Since autumn the impact of El Niño should be clearly perceptible worldwide
El Niño’s return will also bring more viral diseases and epidemics in addition to temperature records. This was stated yesterday by the Secretary General of the World Health Organization (WHO), Tedros Adhanom Ghebreyesus. The probability is very high, so much so that the WHO is already preparing for the impact of the combination of viral diseases and climate exacerbated by El Niño, which should develop from autumn this year.
Dengue, Zika, chikungunya
What is the scenario? According to the UN, the effects of the Niño could lead to a greater and wider spread of viral diseases such as dengue fever, Zika and chikungunya. All three of these diseases are transmitted by the sting of infected mosquitoes, both of the species Aedes Aegypti and of the species Aedes albopictus (the tiger mosquito). Both are present in Italy, which since 2016 has equipped itself with a “National Plan of surveillance and response to mosquito-borne arbovirosis (Aedes sp.) with particular reference to Chikungunya virus, Dengue and Zika virus – 2016“.

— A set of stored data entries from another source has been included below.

//! Register Use Case
//!
//! Creates a local account and emails a verification link.

use std::sync::Arc;

use kernel::error::app_error::{AppResult, FieldErrors};

use crate::application::config::AuthConfig;
use crate::application::email::verification_email;
use crate::application::token::TokenService;
use crate::domain::entity::user::{NewLocalUser, User};
use crate::domain::mailer::Mailer;
use crate::domain::repository::UserRepository;
use crate::domain::value_object::{
    email::Email,
    person_name::PersonName,
    phone_number::PhoneNumber,
    user_id::UserId,
    user_name::UserName,
    user_password::{RawPassword, UserPassword},
};
use crate::error::{AuthError, AuthResult};

pub struct RegisterInput {
    pub email: String,
    pub first_name: String,
    pub last_name: String,
    pub user_name: String,
    pub password: String,
    pub phone_number: Option<String>,
}

pub struct RegisterOutput {
    pub user_id: UserId,
}

pub struct RegisterUseCase<U, M>
where
    U: UserRepository,
    M: Mailer,
{
    user_repo: Arc<U>,
    mailer: Arc<M>,
    tokens: Arc<TokenService>,
    config: Arc<AuthConfig>,
}

/// Record a failed field check and keep going.
pub(crate) fn collect<T>(errors: &mut FieldErrors, field: &str, result: AppResult<T>) -> Option<T> {
    result
        .map_err(|e| {
            errors
                .entry(field.to_string())
                .or_default()
                .push(e.message().to_string())
        })
        .ok()
}

impl<U, M> RegisterUseCase<U, M>
where
    U: UserRepository,
    M: Mailer,
{
    pub fn new(
        user_repo: Arc<U>,
        mailer: Arc<M>,
        tokens: Arc<TokenService>,
        config: Arc<AuthConfig>,
    ) -> Self {
        Self {
            user_repo,
            mailer,
            tokens,
            config,
        }
    }

    fn validate(input: RegisterInput) -> AuthResult<(NewLocalUserDraft, RawPassword)> {
        let mut errors = FieldErrors::new();

        let email = collect(&mut errors, "email", Email::new(input.email));
        let first_name = collect(
            &mut errors,
            "firstName",
            PersonName::new(input.first_name, "First name"),
        );
        let last_name = collect(
            &mut errors,
            "lastName",
            PersonName::new(input.last_name, "Last name"),
        );
        let user_name = collect(&mut errors, "username", UserName::new(input.user_name));
        let password = collect(&mut errors, "password", RawPassword::new(input.password));
        let phone_number = match input.phone_number.filter(|p| !p.trim().is_empty()) {
            Some(raw) => collect(&mut errors, "phoneNumber", PhoneNumber::new(raw)).map(Some),
            None => Some(None),
        };

        match (email, first_name, last_name, user_name, password, phone_number) {
            (
                Some(email),
                Some(first_name),
                Some(last_name),
                Some(user_name),
                Some(password),
                Some(phone_number),
            ) if errors.is_empty() => Ok((
                NewLocalUserDraft {
                    email,
                    user_name,
                    first_name,
                    last_name,
                    phone_number,
                },
                password,
            )),
            _ => Err(AuthError::Validation(errors)),
        }
    }

    pub async fn execute(&self, input: RegisterInput) -> AuthResult<RegisterOutput> {
        let (draft, raw_password) = Self::validate(input)?;

        if self
            .user_repo
            .exists_by_user_name_or_email(&draft.user_name, &draft.email)
            .await?
        {
            return Err(AuthError::UserAlreadyExists);
        }

        let password = UserPassword::from_raw(&raw_password, self.config.pepper())
            .map_err(|e| AuthError::Internal(e.to_string()))?;

        let mut user = User::new_local(NewLocalUser {
            email: draft.email,
            user_name: draft.user_name,
            first_name: draft.first_name,
            last_name: draft.last_name,
            phone_number: draft.phone_number,
            password,
        });

        let token = self.tokens.issue_verification(&user.email)?;
        user.set_verification_token(token.clone());

        self.user_repo.create(&user).await?;

        tracing::info!(
            user_id = %user.user_id,
            email_domain = %user.email.domain(),
            "User registered"
        );

        let email = verification_email(
            &user.email,
            user.first_name.as_str(),
            &self.config.verification_link(&token),
        )?;
        self.mailer.send(email).await?;

        Ok(RegisterOutput {
            user_id: user.user_id,
        })
    }
}

struct NewLocalUserDraft {
    email: Email,
    user_name: UserName,
    first_name: PersonName,
    last_name: PersonName,
    phone_number: Option<PhoneNumber>,
}
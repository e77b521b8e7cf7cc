//! Data Transfer Objects
//!
//! Request payloads are all-optional so that missing fields are reported as
//! field errors rather than as body rejections.

use serde::Deserialize;

use crate::application::{LoginInput, RegisterInput};

#[derive(Debug, Default, Deserialize)]
#[serde(default, rename_all = "camelCase")]
pub struct RegisterRequest {
    pub email: String,
    pub first_name: String,
    pub last_name: String,
    pub username: String,
    pub password: String,
    pub phone_number: Option<String>,
}

impl From<RegisterRequest> for RegisterInput {
    fn from(req: RegisterRequest) -> Self {
        Self {
            email: req.email,
            first_name: req.first_name,
            last_name: req.last_name,
            user_name: req.username,
            password: req.password,
            phone_number: req.phone_number,
        }
    }
}

#[derive(Debug, Default, Deserialize)]
#[serde(default)]
pub struct LoginRequest {
    pub username: Option<String>,
    pub email: Option<String>,
    pub password: String,
}

impl From<LoginRequest> for LoginInput {
    fn from(req: LoginRequest) -> Self {
        Self {
            user_name: req.username,
            email: req.email,
            password: req.password,
        }
    }
}

/// `?token=` on the verification routes
#[derive(Debug, Default, Deserialize)]
pub struct TokenQuery {
    pub token: Option<String>,
}

/// Query string Google appends to the callback URL
#[derive(Debug, Default, Deserialize)]
pub struct OAuthCallbackQuery {
    pub code: Option<String>,
    pub state: Option<String>,
    pub error: Option<String>,
}

#[cfg(test)]
mod tests {
    use super::*;

    #[test]
    fn test_register_request_is_camel_case_and_lenient() {
        let req: RegisterRequest = serde_json::from_str(
            r#"{"email":"a@b.co","firstName":"Budi","username":"budi"}"#,
        )
        .unwrap();
        assert_eq!(req.first_name, "Budi");
        assert!(req.last_name.is_empty());
        assert!(req.phone_number.is_none());
    }
}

“The WHO is preparing for the very high probability that 2023 and 2024 will be characterized by an El Niño event, which could increase the transmission of dengue and other so-called arboviruses, such as Zika and chikungunya,” said Ghebreyesus.
Viral diseases and climate: what relationship?
The climate affects the expansion of epidemics of these viral diseases by acting on their main vector, mosquitoes. The increase in temperatures and humidity conditions corresponds to an enlargement of the range of these species, which tend to go further and further north. In addition, a warmer climate accelerates the rate of mosquito reproduction and prolongs the seasons in which these insects can reproduce. Ghebreyesus himself warned that this effect is already visible in America, where in recent decades the incidence of dengue fever has increased “dramatically“. Last year alone, there were 2.8 million cases and 1280 deaths.
According to a study published in 2021 in Lancet Planetary Health, in the worst emissive scenario will be 4.5 billion more people, compared to the last 30 years of the 20th century exposed to viral diseases such as dengue. Malaria will have 1 extra month a year to spread, dengue fever up to 4 months.